5. Back Luck Banging or Loony Porn (out Nov 25) is probably the most bizarre film I’ve seen this year. Parents at a Romanian school try to have a teacher removed when a sex tape involving her appears online. Split into three very different chapters and framed as a dark comedy, it’s a wild, memorable ride.

4. The Sparks Brothers (out Jul 8) is terrific. While most music documentaries tend to focus on artists with massive highs and massive lows, this one looks at a gifted duo who have spent over 50 years in the business with middling success. Director Edgar Wright extracts oodles of humour from the many interviewees.

3. The Father (out Apr 1) has been nominated at the Oscars for best picture and it tackles the subject of dementia through the eyes of the sufferer. You're never quite sure what's real and what's not. Actors change. Storylines change. Small details within the apartment change. With the wrong actors, this could have come across as a gimmicky exercise but the two leads, Anthony Hopkins and Olivia Colman, are extraordinary.

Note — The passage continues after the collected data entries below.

use core::sync::atomic::{AtomicU32, Ordering};
use std::cell::RefCell;

use bao1x_hal_service::trng::api;
use bio_lib::av_trng::AvTrng;
use rand_chacha::ChaCha8Rng;
// the 0.5.1 API is necessary for compatibility with curve25519-dalek crates
use rand_core::{CryptoRng, RngCore, SeedableRng};

const RESEED_INTERVAL: u32 = 128;
static RESEED: AtomicU32 = AtomicU32::new(0);

pub struct HwTrng {
    csprng: RefCell<rand_chacha::ChaCha8Rng>,
    av_trng: AvTrng,
}
impl HwTrng {
    pub fn new(mut av_trng: AvTrng) -> Self {
        let mut seed = [0u8; 32];
        {
            // server_id is a random number from the hardware entropy pool. Note that this
            // has already been conditioned and whitened, so we can use it directly.
            let seed_l = xous::create_server_id().unwrap().to_array();
            let seed_h = xous::create_server_id().unwrap().to_array();
            for chunk in seed[..16].chunks_mut(4) {
                for s in seed_l {
                    chunk.copy_from_slice(&s.to_le_bytes())
                }
            }
            for chunk in seed[16..].chunks_mut(4) {
                for s in seed_h {
                    chunk.copy_from_slice(&s.to_le_bytes())
                }
            }

            // add AV TRNG data
            for s in seed.chunks_mut(4) {
                let raw32 = av_trng.get_u32();
                for (s_byte, &av_byte) in s.iter_mut().zip(raw32.to_le_bytes().iter()) {
                    *s_byte ^= av_byte;
                }
            }
        }
        HwTrng { csprng: RefCell::new(ChaCha8Rng::from_seed(seed)), av_trng }
    }

    fn reseed(&mut self) {
        let reseed_ctr = match RESEED.fetch_update(Ordering::SeqCst, Ordering::SeqCst, |x| Some(x + 1)) {
            Ok(x) => x,
            Err(x) => x,
        };
        if reseed_ctr > RESEED_INTERVAL {
            log::debug!("reseeding CSPRNG from hardware TRNG sources");
            RESEED.store(0, Ordering::SeqCst);
            // incorporate randomness from the TRNG
            let mut seed = self.csprng.borrow_mut().get_seed();
            // server_id is a random number from the hardware entropy pool
            let seed_l = xous::create_server_id().unwrap().to_array();
            let seed_h = xous::create_server_id().unwrap().to_array();
            for (sd, pool) in seed[..16].chunks_mut(4).into_iter().zip(seed_l.iter().map(|s| s.to_le_bytes()))
            {
                for (sd_byte, &pool_byte) in sd.iter_mut().zip(pool.iter()) {
                    *sd_byte ^= pool_byte;
                }
            }
            for (sd, pool) in seed[16..].chunks_mut(4).into_iter().zip(seed_h.iter().map(|s| s.to_le_bytes()))
            {
                for (sd_byte, &pool_byte) in sd.iter_mut().zip(pool.iter()) {
                    *sd_byte ^= pool_byte;
                }
            }
            // add AV TRNG data
            for s in seed.chunks_mut(4) {
                let raw32 = self.av_trng.get_u32();
                for (s_byte, &av_byte) in s.iter_mut().zip(raw32.to_ne_bytes().iter()) {
                    *s_byte ^= av_byte;
                }
            }
            self.csprng.replace(rand_chacha::ChaCha8Rng::from_seed(seed));
        }
    }

    pub fn get_u32(&mut self) -> Result<u32, xous::Error> {
        self.reseed();
        Ok(self.csprng.borrow_mut().next_u32())
    }

    pub fn get_u64(&mut self) -> Result<u64, xous::Error> {
        self.reseed();
        Ok(self.csprng.borrow_mut().next_u64())
    }

    pub fn fill_buf(&mut self, data: &mut [u32]) -> Result<(), xous::Error> {
        for d in data.iter_mut() {
            *d = self.get_u32()?;
        }
        Ok(())
    }

    /// This is copied out of the 0.5 API for rand_core
    pub fn fill_bytes_via_next(&mut self, dest: &mut [u8]) {
        let mut left = dest;
        while left.len() >= 8 {
            let (l, r) = { left }.split_at_mut(8);
            left = r;
            let chunk: [u8; 8] = self.next_u64().to_ne_bytes();
            l.copy_from_slice(&chunk);
        }
        let n = left.len();
        if n > 4 {
            let chunk: [u8; 8] = self.next_u64().to_ne_bytes();
            left.copy_from_slice(&chunk[..n]);
        } else if n > 0 {
            let chunk: [u8; 4] = self.next_u32().to_ne_bytes();
            left.copy_from_slice(&chunk[..n]);
        }
    }

    pub fn get_tests(&self) -> api::HealthTests {
        todo!();
    }

    pub fn get_errors(&self) -> api::TrngErrors {
        todo!();
    }
}

impl RngCore for HwTrng {
    fn next_u32(&mut self) -> u32 { self.get_u32().expect("couldn't get random u32 from server") }

    fn next_u64(&mut self) -> u64 { self.get_u64().expect("couldn't get random u64 from server") }

    fn fill_bytes(&mut self, dest: &mut [u8]) { self.fill_bytes_via_next(dest); }

    fn try_fill_bytes(&mut self, dest: &mut [u8]) -> Result<(), rand_core::Error> {
        Ok(self.fill_bytes(dest))
    }
}

impl CryptoRng for HwTrng {}
#![cfg_attr(target_os = "none", no_std)]
#![cfg_attr(target_os = "none", no_main)]

mod repl;
use repl::*;
mod cmds;
use cmds::*;
use num_traits::*;
use xous_ipc::Buffer;

#[derive(Debug, num_derive::FromPrimitive, num_derive::ToPrimitive)]
pub(crate) enum VaultOp {
    /// a line of text has arrived
    Line = 0, // make sure we occupy opcodes with discriminants < 1000, as the rest are used for callbacks
    /// redraw our UI
    Redraw,
    /// change focus
    ChangeFocus,
    /// exit the application
    Quit,
}

// This name should be (1) unique (2) under 64 characters long and (3) ideally descriptive.
pub(crate) const SERVER_NAME_VAULT: &str = "Authentication Vault";

#[xous::xous_main]
fn xmain() -> ! {
    log_server::init_wait().unwrap();
    log::set_max_level(log::LevelFilter::Info);
    log::info!("my PID is {}", xous::process::id());

    let xns = xous_names::XousNames::new().unwrap();
    // unlimited connections allowed, this is a user app and it's up to the app to decide its policy
    let sid = xns.register_name(SERVER_NAME_VAULT, None).expect("can't register server");
    // log::trace!("registered with NS -- {:?}", sid);

    let mut repl = Repl::new(&xns, sid);
    let mut update_repl = true;
    let mut was_callback = false;
    let mut allow_redraw = false;
    loop {
        let msg = xous::receive_message(sid).unwrap();
        log::debug!("got message {:?}", msg);
        match FromPrimitive::from_usize(msg.body.id()) {
            Some(VaultOp::Line) => {
                let buffer = unsafe { Buffer::from_memory_message(msg.body.memory_message().unwrap()) };
                let s = buffer.as_flat::<xous_ipc::String<4000>, _>().unwrap();
                log::trace!("repl got input line: {}", s.as_str());
                repl.input(s.as_str()).expect("Vault couldn't accept input string");
                update_repl = true; // set a flag, instead of calling here, so message can drop and calling server is released
                was_callback = false;
            }
            Some(VaultOp::Redraw) => {
                if allow_redraw {
                    repl.redraw().expect("Vault couldn't redraw");
                }
            }
            Some(VaultOp::ChangeFocus) => xous::msg_scalar_unpack!(msg, new_state_code, _, _, _, {
                let new_state = gam::FocusState::convert_focus_change(new_state_code);
                match new_state {
                    gam::FocusState::Background => {
                        allow_redraw = false;
                    }
                    gam::FocusState::Foreground => {
                        allow_redraw = true;
                    }
                }
            }),
            Some(VaultOp::Quit) => {
                log::error!("got Quit");
                break;
            }
            _ => {
                log::trace!("got unknown message, treating as callback");
                repl.msg(msg);
                update_repl = true;
                was_callback = true;
            }
        }
        if update_repl {
            repl.update(was_callback).expect("Vault had problems updating");
            update_repl = false;
        }
        log::trace!("reached bottom of main loop");
    }
    // clean up our program
    log::error!("main loop exit, destroying servers");
    xns.unregister_server(sid).unwrap();
    xous::destroy_server(sid).unwrap();
    log::trace!("quitting");
    xous::terminate_process(0)
}

/*

mod api;
use api::*;

mod ctap;
use ctap::hid::{ChannelID, CtapHid, KeepaliveStatus, ProcessedPacket};
use ctap::status_code::Ctap2StatusCode;
use ctap::CtapState;

use num_traits::*;
use std::thread;
use usbd_human_interface_device::device::fido::*;

#[xous::xous_main]
fn xmain() -> ! {
    log_server::init_wait().unwrap();
    log::set_max_level(log::LevelFilter::Trace);
    log::info!("my PID is {}", xous::process::id());

    let xns = xous_names::XousNames::new().unwrap();
    // TODO: figure out what, if any, should be the limit of connections to the U2F server?
    let u2f_sid = xns.register_name(api::SERVER_NAME_U2F, None).expect("can't register server");
    log::trace!("registered with NS -- {:?}", u2f_sid);

    let _ = thread::spawn({
        move || {
            let usb = usb_device_xous::UsbHid::new();
            loop {
                match usb.u2f_wait_incoming() {
                    Ok(msg) => {
                        log::info!("FIDO listener got message: {:?}", msg);
                    }
                    Err(e) => {
                        log::warn!("FIDO listener got an error: {:?}", e);
                    }
                }
            }
        }
    });

    let mut ctap_state = CtapState::new(&mut rng, check_user_presence, boot_time);
    let mut ctap_hid = CtapHid::new();

    loop {
        let msg = xous::receive_message(u2f_sid).unwrap();
        match FromPrimitive::from_usize(msg.body.id()) {
            Some(Opcode::Quit) => {
                log::warn!("Quit received, goodbye world!");
                break;
            },
            None => {
                log::error!("couldn't convert opcode: {:?}", msg);
            }
        }
    }
    // clean up our program
    log::trace!("main loop exit, destroying servers");
    xns.unregister_server(u2f_sid).unwrap();
    xous::destroy_server(u2f_sid).unwrap();
    log::trace!("quitting");
    xous::terminate_process(0)
}

*/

2. West Side Story (out Dec 26) is an invigorating remake, with a few small changes, of the successful stage musical (and 1961 film) from director Stephen Spielberg. The amazing cast, the quality production values, and the iconic music make this a film to celebrate and remember.

1. Riders of Justice (out Sep 30) is a Danish dark comedy about an army man, a computer hacker, and two mathematicians who take on a powerful gang after a suspicious train crash. This is a brilliant, original, funny, surprising movie that flips the action hero genre on its head. The year’s best.